Data to examine —
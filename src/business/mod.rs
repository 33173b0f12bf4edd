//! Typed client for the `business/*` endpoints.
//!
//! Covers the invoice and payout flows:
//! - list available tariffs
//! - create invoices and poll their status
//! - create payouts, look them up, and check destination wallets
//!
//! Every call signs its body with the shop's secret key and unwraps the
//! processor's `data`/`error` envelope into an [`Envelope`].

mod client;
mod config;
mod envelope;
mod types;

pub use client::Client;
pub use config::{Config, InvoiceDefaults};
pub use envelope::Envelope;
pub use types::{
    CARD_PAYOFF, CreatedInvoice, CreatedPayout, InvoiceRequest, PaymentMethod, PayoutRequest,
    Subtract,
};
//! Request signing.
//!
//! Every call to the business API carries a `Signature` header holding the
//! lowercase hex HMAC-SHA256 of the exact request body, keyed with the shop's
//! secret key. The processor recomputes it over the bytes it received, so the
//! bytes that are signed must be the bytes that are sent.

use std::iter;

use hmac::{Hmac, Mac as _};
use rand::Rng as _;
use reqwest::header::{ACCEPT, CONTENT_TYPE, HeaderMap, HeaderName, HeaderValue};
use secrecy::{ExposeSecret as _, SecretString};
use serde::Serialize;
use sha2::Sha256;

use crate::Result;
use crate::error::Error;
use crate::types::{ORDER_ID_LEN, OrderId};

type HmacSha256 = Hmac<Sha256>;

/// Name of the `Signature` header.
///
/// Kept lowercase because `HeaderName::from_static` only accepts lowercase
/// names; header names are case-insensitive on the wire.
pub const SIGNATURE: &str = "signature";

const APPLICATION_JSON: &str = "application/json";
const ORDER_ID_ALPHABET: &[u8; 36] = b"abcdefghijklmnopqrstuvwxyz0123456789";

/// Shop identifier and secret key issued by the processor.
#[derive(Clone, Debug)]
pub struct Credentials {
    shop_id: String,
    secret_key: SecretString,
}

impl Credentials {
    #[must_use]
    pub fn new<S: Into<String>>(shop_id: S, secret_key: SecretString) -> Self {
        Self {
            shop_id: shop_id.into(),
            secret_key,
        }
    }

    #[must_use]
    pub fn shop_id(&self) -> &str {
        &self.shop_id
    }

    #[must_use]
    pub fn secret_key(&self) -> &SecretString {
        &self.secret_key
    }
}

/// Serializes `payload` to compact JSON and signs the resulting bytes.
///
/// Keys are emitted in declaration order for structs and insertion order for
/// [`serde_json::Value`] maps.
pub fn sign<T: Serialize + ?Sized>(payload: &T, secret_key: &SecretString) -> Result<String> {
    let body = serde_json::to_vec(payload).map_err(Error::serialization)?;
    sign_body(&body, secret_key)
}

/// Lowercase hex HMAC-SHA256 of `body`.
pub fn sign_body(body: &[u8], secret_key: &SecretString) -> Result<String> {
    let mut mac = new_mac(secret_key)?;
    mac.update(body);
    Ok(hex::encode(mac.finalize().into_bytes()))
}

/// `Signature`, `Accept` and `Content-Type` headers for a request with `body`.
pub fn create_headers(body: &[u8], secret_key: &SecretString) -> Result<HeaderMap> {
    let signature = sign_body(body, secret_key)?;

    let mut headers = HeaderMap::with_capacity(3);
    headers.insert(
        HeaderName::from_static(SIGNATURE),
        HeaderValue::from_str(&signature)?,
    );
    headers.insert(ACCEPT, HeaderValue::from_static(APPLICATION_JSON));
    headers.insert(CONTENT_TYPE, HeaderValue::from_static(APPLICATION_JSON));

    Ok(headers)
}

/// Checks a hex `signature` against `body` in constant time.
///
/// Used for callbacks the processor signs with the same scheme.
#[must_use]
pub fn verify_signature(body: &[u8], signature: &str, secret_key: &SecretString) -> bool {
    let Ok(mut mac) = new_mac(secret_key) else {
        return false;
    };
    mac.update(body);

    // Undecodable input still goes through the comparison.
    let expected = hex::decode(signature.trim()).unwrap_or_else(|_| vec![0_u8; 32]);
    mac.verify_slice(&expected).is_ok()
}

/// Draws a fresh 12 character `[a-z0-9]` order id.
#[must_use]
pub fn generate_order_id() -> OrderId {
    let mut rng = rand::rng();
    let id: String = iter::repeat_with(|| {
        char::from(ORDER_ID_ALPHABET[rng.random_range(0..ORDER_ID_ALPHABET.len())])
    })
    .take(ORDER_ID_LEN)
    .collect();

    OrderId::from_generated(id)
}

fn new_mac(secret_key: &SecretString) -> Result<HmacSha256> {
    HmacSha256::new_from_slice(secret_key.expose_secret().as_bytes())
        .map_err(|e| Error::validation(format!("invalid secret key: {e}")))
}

* * *

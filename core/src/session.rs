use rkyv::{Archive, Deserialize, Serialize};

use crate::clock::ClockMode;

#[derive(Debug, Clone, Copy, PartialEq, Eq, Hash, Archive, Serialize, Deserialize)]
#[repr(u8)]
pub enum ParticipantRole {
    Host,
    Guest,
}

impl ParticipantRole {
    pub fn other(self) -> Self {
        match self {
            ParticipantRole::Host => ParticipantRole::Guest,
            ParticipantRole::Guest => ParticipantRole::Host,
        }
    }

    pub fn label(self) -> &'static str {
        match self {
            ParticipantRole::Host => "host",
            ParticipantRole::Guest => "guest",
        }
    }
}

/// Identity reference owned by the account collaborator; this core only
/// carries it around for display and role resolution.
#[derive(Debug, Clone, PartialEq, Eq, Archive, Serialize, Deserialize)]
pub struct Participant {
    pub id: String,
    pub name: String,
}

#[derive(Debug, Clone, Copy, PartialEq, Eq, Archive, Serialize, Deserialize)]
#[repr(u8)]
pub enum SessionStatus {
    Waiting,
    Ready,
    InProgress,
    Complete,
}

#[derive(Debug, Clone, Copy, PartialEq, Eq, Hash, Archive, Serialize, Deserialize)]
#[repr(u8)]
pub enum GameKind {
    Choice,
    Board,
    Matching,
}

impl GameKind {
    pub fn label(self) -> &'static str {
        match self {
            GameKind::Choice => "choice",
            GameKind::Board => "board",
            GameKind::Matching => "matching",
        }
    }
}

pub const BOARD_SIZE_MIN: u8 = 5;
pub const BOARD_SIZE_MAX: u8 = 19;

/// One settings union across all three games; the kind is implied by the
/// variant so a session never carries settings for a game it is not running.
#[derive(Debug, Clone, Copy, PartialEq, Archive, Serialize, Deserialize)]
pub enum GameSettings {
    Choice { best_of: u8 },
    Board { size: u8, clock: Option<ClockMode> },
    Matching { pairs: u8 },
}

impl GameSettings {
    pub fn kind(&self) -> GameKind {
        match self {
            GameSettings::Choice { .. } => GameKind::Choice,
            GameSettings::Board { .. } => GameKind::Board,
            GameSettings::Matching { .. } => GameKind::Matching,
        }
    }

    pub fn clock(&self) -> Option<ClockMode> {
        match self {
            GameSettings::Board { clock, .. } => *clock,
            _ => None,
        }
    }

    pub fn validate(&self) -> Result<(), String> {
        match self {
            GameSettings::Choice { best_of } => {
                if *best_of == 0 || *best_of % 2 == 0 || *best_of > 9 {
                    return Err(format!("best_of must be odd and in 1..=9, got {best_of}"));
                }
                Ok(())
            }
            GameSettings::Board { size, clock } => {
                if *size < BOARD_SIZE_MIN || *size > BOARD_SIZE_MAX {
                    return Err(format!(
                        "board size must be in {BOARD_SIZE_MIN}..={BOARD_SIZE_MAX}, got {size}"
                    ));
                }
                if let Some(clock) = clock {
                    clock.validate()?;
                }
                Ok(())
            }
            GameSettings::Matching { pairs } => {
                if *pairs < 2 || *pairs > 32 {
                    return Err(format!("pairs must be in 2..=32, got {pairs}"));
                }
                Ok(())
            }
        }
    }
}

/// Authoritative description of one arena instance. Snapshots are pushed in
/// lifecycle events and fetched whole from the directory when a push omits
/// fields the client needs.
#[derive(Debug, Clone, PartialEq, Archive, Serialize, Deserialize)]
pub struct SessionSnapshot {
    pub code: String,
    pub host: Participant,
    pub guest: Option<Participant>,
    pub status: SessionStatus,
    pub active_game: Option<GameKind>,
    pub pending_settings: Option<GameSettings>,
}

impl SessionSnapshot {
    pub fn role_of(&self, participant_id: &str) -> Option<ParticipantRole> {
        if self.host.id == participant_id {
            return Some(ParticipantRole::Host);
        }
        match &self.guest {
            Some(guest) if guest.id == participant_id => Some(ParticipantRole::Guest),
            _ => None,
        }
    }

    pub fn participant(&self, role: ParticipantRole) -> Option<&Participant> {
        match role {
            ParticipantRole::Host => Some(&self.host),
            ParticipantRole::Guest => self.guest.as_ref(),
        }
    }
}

Exercise brief —
Give the number of lines above that contain the word "Option", with no other text.

Answer to the problem —
7